WHAT YOU ARE ASKED TO DO -> Return every line below in which "find" appears.

LISTED RECORDS ->
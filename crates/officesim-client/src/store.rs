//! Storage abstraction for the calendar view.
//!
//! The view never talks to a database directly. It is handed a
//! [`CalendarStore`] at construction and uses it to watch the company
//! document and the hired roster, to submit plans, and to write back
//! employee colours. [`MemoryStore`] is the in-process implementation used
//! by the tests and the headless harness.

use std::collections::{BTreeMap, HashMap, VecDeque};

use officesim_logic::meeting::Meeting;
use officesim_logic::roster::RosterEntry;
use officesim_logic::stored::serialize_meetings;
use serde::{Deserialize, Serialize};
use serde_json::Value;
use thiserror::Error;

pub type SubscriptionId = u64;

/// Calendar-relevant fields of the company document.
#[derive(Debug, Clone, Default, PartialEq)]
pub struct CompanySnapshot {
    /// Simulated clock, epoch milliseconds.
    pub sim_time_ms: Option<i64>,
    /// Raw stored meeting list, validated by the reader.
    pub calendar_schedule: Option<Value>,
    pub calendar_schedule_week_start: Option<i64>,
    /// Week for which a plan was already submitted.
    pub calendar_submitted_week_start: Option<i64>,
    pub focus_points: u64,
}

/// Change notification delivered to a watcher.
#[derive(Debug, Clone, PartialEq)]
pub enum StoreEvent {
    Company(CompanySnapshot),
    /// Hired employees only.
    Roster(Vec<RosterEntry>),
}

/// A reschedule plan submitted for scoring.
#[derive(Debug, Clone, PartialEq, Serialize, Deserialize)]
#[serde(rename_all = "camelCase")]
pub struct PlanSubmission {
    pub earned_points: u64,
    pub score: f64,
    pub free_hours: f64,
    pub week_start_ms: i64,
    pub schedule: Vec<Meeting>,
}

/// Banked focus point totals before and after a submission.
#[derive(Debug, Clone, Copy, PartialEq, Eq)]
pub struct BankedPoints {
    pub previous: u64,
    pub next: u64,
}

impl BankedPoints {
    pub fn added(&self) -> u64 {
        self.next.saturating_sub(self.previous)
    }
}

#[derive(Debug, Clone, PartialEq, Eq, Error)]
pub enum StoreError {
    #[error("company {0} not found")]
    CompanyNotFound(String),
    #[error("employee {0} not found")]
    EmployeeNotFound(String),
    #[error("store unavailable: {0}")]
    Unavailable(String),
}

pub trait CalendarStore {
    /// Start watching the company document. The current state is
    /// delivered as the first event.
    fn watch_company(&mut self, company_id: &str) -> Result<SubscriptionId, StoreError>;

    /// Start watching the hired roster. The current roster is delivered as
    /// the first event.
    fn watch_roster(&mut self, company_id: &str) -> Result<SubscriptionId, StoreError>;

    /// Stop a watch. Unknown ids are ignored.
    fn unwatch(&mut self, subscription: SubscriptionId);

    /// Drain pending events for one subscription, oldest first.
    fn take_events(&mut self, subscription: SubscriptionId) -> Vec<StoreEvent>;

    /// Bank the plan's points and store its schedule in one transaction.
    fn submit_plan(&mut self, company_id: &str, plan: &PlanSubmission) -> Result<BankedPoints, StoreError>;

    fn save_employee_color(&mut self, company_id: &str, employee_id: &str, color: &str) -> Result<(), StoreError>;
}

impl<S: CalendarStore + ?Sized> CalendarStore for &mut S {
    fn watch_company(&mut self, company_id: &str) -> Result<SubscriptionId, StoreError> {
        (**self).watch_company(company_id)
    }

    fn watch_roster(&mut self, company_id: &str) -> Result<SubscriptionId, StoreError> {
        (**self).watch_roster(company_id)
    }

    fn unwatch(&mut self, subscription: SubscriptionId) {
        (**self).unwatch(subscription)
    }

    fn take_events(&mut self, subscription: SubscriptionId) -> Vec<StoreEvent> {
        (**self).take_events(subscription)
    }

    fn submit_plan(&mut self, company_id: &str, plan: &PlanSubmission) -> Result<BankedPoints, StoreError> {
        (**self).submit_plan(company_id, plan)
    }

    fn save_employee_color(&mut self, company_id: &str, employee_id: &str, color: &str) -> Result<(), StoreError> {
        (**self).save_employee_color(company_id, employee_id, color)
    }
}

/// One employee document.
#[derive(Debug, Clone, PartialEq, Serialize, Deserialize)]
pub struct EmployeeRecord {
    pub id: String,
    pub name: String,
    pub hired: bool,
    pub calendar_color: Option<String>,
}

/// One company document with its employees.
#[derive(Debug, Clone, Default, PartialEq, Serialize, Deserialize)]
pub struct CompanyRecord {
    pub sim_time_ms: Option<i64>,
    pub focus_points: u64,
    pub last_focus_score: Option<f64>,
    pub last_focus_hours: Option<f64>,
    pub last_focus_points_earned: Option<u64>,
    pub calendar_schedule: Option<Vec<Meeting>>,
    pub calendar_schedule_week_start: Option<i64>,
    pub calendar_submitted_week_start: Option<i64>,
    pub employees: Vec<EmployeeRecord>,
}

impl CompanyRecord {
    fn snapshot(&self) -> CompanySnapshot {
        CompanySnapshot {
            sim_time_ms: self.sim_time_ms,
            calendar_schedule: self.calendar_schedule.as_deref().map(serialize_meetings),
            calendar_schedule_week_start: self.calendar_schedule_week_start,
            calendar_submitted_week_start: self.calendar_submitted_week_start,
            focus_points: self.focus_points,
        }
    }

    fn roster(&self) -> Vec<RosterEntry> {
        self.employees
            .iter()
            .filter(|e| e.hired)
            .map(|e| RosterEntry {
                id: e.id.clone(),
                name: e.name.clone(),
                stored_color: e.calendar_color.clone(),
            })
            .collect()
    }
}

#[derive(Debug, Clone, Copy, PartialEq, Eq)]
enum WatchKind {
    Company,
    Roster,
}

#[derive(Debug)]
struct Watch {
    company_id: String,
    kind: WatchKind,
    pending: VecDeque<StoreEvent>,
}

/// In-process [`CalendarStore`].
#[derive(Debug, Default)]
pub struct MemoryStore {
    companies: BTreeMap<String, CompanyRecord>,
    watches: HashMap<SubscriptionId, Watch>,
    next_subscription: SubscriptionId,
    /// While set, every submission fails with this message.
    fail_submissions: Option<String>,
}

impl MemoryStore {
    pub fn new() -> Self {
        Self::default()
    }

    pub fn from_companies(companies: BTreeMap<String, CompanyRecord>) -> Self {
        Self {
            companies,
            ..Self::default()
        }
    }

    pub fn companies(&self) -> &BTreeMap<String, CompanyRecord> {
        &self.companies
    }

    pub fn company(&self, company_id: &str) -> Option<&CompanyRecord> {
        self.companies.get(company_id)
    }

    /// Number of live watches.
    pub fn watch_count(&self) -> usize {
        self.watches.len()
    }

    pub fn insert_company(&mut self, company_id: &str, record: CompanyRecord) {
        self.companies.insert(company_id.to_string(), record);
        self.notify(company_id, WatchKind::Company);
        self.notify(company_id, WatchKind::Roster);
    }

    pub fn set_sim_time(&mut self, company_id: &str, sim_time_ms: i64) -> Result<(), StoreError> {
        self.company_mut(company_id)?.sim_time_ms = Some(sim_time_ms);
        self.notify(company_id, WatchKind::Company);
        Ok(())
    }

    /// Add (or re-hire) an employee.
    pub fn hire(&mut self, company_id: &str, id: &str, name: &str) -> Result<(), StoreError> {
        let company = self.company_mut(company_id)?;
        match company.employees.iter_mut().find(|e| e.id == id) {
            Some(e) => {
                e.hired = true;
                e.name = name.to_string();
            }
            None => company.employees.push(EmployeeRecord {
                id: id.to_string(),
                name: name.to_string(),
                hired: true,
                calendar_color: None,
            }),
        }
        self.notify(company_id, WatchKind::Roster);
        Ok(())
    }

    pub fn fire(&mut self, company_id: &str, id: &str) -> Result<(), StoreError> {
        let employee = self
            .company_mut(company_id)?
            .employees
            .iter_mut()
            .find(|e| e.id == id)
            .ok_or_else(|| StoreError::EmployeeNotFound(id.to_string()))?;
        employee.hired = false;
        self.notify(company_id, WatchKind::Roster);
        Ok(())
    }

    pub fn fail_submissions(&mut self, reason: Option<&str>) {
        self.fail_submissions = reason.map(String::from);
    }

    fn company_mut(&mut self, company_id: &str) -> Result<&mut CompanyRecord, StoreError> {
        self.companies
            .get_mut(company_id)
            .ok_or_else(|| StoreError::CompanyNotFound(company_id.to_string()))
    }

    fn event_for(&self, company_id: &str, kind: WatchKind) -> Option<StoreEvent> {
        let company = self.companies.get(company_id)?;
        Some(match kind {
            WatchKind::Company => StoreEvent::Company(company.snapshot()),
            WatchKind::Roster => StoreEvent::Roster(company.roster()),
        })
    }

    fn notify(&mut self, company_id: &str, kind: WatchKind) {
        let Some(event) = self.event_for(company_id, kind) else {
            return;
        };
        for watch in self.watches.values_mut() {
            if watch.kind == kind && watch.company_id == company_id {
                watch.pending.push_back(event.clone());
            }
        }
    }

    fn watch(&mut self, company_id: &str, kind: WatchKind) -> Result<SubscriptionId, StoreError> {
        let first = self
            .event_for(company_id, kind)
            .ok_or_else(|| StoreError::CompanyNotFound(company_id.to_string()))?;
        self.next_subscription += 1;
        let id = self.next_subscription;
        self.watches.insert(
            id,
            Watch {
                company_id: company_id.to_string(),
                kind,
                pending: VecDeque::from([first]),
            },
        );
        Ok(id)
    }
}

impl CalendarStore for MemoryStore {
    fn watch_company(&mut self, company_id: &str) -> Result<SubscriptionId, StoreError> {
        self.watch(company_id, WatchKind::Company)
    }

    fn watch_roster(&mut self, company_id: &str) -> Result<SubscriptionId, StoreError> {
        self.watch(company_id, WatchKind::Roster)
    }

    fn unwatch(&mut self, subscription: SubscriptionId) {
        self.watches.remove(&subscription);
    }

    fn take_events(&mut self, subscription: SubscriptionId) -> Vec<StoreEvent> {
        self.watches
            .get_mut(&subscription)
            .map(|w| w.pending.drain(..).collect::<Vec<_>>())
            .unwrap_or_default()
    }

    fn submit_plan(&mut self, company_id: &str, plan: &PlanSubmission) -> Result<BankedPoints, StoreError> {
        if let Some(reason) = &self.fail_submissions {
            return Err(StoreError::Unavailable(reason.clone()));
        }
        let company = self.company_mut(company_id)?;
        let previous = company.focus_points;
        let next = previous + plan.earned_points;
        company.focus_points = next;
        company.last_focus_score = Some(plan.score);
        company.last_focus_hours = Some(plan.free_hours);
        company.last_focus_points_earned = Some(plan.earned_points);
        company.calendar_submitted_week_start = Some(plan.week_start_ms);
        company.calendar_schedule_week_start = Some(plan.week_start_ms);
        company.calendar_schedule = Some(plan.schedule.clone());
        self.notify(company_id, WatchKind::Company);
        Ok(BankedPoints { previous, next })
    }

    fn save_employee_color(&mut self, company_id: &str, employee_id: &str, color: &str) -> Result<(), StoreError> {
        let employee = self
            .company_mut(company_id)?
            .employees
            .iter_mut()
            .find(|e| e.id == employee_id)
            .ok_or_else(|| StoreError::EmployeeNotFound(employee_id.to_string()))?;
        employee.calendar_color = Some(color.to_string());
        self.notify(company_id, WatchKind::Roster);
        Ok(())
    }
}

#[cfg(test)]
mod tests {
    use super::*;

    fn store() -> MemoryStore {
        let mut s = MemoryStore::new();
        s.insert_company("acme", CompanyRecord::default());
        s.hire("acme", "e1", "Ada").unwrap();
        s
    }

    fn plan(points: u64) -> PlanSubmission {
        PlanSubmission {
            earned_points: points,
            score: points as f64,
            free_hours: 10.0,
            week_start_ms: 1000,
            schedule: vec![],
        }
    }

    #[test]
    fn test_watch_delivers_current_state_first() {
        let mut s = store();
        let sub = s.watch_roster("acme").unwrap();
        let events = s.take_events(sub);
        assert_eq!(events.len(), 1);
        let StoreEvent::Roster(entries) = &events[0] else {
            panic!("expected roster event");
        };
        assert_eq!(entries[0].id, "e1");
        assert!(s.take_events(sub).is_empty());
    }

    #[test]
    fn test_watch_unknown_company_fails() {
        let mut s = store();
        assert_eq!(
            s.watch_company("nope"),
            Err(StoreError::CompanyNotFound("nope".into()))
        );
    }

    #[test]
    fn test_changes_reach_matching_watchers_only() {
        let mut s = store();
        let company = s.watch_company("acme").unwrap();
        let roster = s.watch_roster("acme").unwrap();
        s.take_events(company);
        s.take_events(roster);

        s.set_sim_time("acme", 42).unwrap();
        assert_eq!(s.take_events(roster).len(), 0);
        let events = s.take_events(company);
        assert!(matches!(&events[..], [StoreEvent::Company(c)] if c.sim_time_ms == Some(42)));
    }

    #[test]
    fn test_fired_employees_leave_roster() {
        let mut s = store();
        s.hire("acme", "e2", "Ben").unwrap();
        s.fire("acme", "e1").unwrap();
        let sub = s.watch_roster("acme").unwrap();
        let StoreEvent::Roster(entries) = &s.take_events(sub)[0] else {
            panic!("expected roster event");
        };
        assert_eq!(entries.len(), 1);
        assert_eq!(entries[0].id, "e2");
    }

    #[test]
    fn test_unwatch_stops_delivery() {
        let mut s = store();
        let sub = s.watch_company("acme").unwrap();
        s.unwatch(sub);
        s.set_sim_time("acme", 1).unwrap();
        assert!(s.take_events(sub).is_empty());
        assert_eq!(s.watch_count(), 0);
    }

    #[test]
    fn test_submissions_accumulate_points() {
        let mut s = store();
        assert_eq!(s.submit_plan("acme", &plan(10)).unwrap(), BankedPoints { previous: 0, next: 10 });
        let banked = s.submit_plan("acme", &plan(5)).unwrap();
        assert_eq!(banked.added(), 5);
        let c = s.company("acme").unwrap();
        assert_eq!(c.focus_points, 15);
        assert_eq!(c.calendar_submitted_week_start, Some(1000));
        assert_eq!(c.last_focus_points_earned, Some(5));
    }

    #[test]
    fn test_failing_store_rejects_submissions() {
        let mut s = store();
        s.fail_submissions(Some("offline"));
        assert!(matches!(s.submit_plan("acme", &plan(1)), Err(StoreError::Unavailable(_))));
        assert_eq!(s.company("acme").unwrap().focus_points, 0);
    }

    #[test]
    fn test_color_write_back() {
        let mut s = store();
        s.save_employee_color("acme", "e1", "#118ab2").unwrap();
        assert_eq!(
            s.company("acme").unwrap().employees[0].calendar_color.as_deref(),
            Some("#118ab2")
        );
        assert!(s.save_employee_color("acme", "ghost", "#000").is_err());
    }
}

SOLUTION FOR THIS EXERCISE ->
        match company.employees.iter_mut().find(|e| e.id == id) {
            .find(|e| e.id == id)
            .find(|e| e.id == employee_id)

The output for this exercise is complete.